The society Svensk Experimentfilmstudio During the
early 1950s experimental and art film achieved a breakthrough
in Sweden. Film expanded rapidly, gaining a prominent
position that attracted artists and writers to work
with moving pictures as a medium of artistic expression.
If one is to understand all these film experiments
from those "pioneering" days one must bear
in mind that, for a lengthy period during war, Sweden
had been isolated from the rest of Europe. Sweden was
marked by this involuntary exile and because of this
art was particularly dynamic and full of potential.
The post-war generation of artists and writers saw
in the cinema new and extensive opportunities for developing
an artistic medium. They saw a way out of Sweden’s
cultural provincialism and in this the cinema had an
central place in discussions of aesthetics. Film was
seen as a new medium in which personal expression, free
from the regulations of convention, could maintain its
independence.
Stockholm’s museum of modern art, Moderna Museet,
opened in 1958 showing the film series Apropa Eggeling.

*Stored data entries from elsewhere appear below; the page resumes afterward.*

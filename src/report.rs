// The data behind every dashboard widget for one filter state.
//
// Nothing here draws anything. A renderer (the console view in `main`, or
// anything that reads the JSON) consumes `DashboardView` as plain data.
use crate::aggregate::{self, GroupKey};
use crate::filter::FilterSet;
use crate::types::{
    BandCount, Dataset, DimensionScore, Employee, EmployeeRow, GroupSummary, GroupSummaryRow,
    HistogramBin, Metric, RankedEmployee, RankingRow, ScatterPoint, SummaryCards, TrendPoint,
};
use crate::util::{format_int, format_number};
use serde::Serialize;
use std::cmp::Ordering;
use tracing::debug;

pub const HISTOGRAM_BINS: usize = 15;
pub const DRILL_DOWN_SIZE: usize = 10;
pub const NO_MATCH_MESSAGE: &str = "No employees match the selected filters.";

#[derive(Debug, Clone, Serialize)]
pub struct DashboardView {
    pub filters: FilterSet,
    pub drill_down_metric: Metric,
    pub cards: SummaryCards,
    pub band_breakdown: Vec<BandCount>,
    pub kpi_histogram: Vec<HistogramBin>,
    pub department_summary: Vec<GroupSummary>,
    pub project_summary: Vec<GroupSummary>,
    pub scatter: Vec<ScatterPoint>,
    pub trend: Vec<TrendPoint>,
    pub drill_down: Vec<RankedEmployee>,
    pub radar: Vec<DimensionScore>,
    pub table: Vec<EmployeeRow>,
}

impl DashboardView {
    pub fn build(dataset: &Dataset, filters: &FilterSet, metric: Metric) -> Self {
        let view = filters.apply(&dataset.employees);
        debug!(
            matched = view.len(),
            total = dataset.employees.len(),
            metric = metric.column(),
            "applied filters"
        );

        Self {
            filters: filters.clone(),
            drill_down_metric: metric,
            cards: aggregate::summary_cards(&view),
            band_breakdown: aggregate::band_counts(&view),
            kpi_histogram: aggregate::histogram(&view, Metric::OverallKpi, HISTOGRAM_BINS),
            department_summary: aggregate::group_summaries(&view, GroupKey::Department),
            project_summary: aggregate::group_summaries(&view, GroupKey::Project),
            scatter: aggregate::scatter_points(&view),
            trend: aggregate::trend_for(&dataset.trend, &filters.departments)
                .into_iter()
                .cloned()
                .collect(),
            drill_down: aggregate::ranking(&view, metric, DRILL_DOWN_SIZE),
            radar: aggregate::dimension_profile(&view),
            table: detail_rows(&view),
        }
    }

    pub fn row_count(&self) -> usize {
        self.cards.employees
    }

    /// True when no record survived the filters; renderers should show
    /// [`NO_MATCH_MESSAGE`] instead of empty charts.
    pub fn is_empty(&self) -> bool {
        self.cards.employees == 0
    }
}

/// Display/export rows for the view, highest Overall KPI first.
pub fn detail_rows(view: &[&Employee]) -> Vec<EmployeeRow> {
    let mut sorted = view.to_vec();
    sorted.sort_by(|a, b| {
        b.overall_kpi
            .partial_cmp(&a.overall_kpi)
            .unwrap_or(Ordering::Equal)
    });
    sorted.into_iter().map(employee_row).collect()
}

pub fn employee_row(e: &Employee) -> EmployeeRow {
    EmployeeRow {
        id: e.id.clone(),
        name: e.name.clone(),
        department: e.department.label().to_string(),
        role: e.role.label().to_string(),
        tasks_assigned: e.tasks_assigned,
        tasks_completed: e.tasks_completed,
        completion_rate: format_number(e.completion_rate, 1),
        productivity_score: format_number(e.productivity_score, 1),
        on_time_rate: format_number(e.on_time_rate, 1),
        avg_task_quality: format_number(e.avg_task_quality, 1),
        overall_kpi: format_number(e.overall_kpi, 1),
        performance_level: e.performance_level.label().to_string(),
    }
}

pub fn group_rows(groups: &[GroupSummary]) -> Vec<GroupSummaryRow> {
    groups
        .iter()
        .map(|g| GroupSummaryRow {
            key: g.key.clone(),
            count: g.count,
            avg_overall_kpi: format_number(g.avg_overall_kpi, 1),
            avg_completion_rate: format_number(g.avg_completion_rate, 1),
            avg_on_time_rate: format_number(g.avg_on_time_rate, 1),
            avg_productivity_score: format_number(g.avg_productivity_score, 1),
            total_tasks_assigned: format_int(g.total_tasks_assigned),
            total_tasks_overdue: format_int(g.total_tasks_overdue),
        })
        .collect()
}

pub fn ranking_rows(ranked: &[RankedEmployee]) -> Vec<RankingRow> {
    ranked
        .iter()
        .map(|r| RankingRow {
            rank: r.rank,
            name: r.name.clone(),
            department: r.department.label().to_string(),
            value: format_number(r.value, 1),
            overall_kpi: format_number(r.overall_kpi, 1),
        })
        .collect()
}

This was a typical choice for the time since experimental
film was in an extremely expansive period. This series
was followed by many others. A major milestone was The
New American Cinema in 1963 when films by Stan Brakhage,
Jonas Mekas, Andy Warhol and Alfred Leslie were shown.
These showings enabled Swedish cinéastes to see
something new and poetic that required a different way
of seeing for the first time: the idea of a cinematographic
poetry beyond all limits, a new image of the world.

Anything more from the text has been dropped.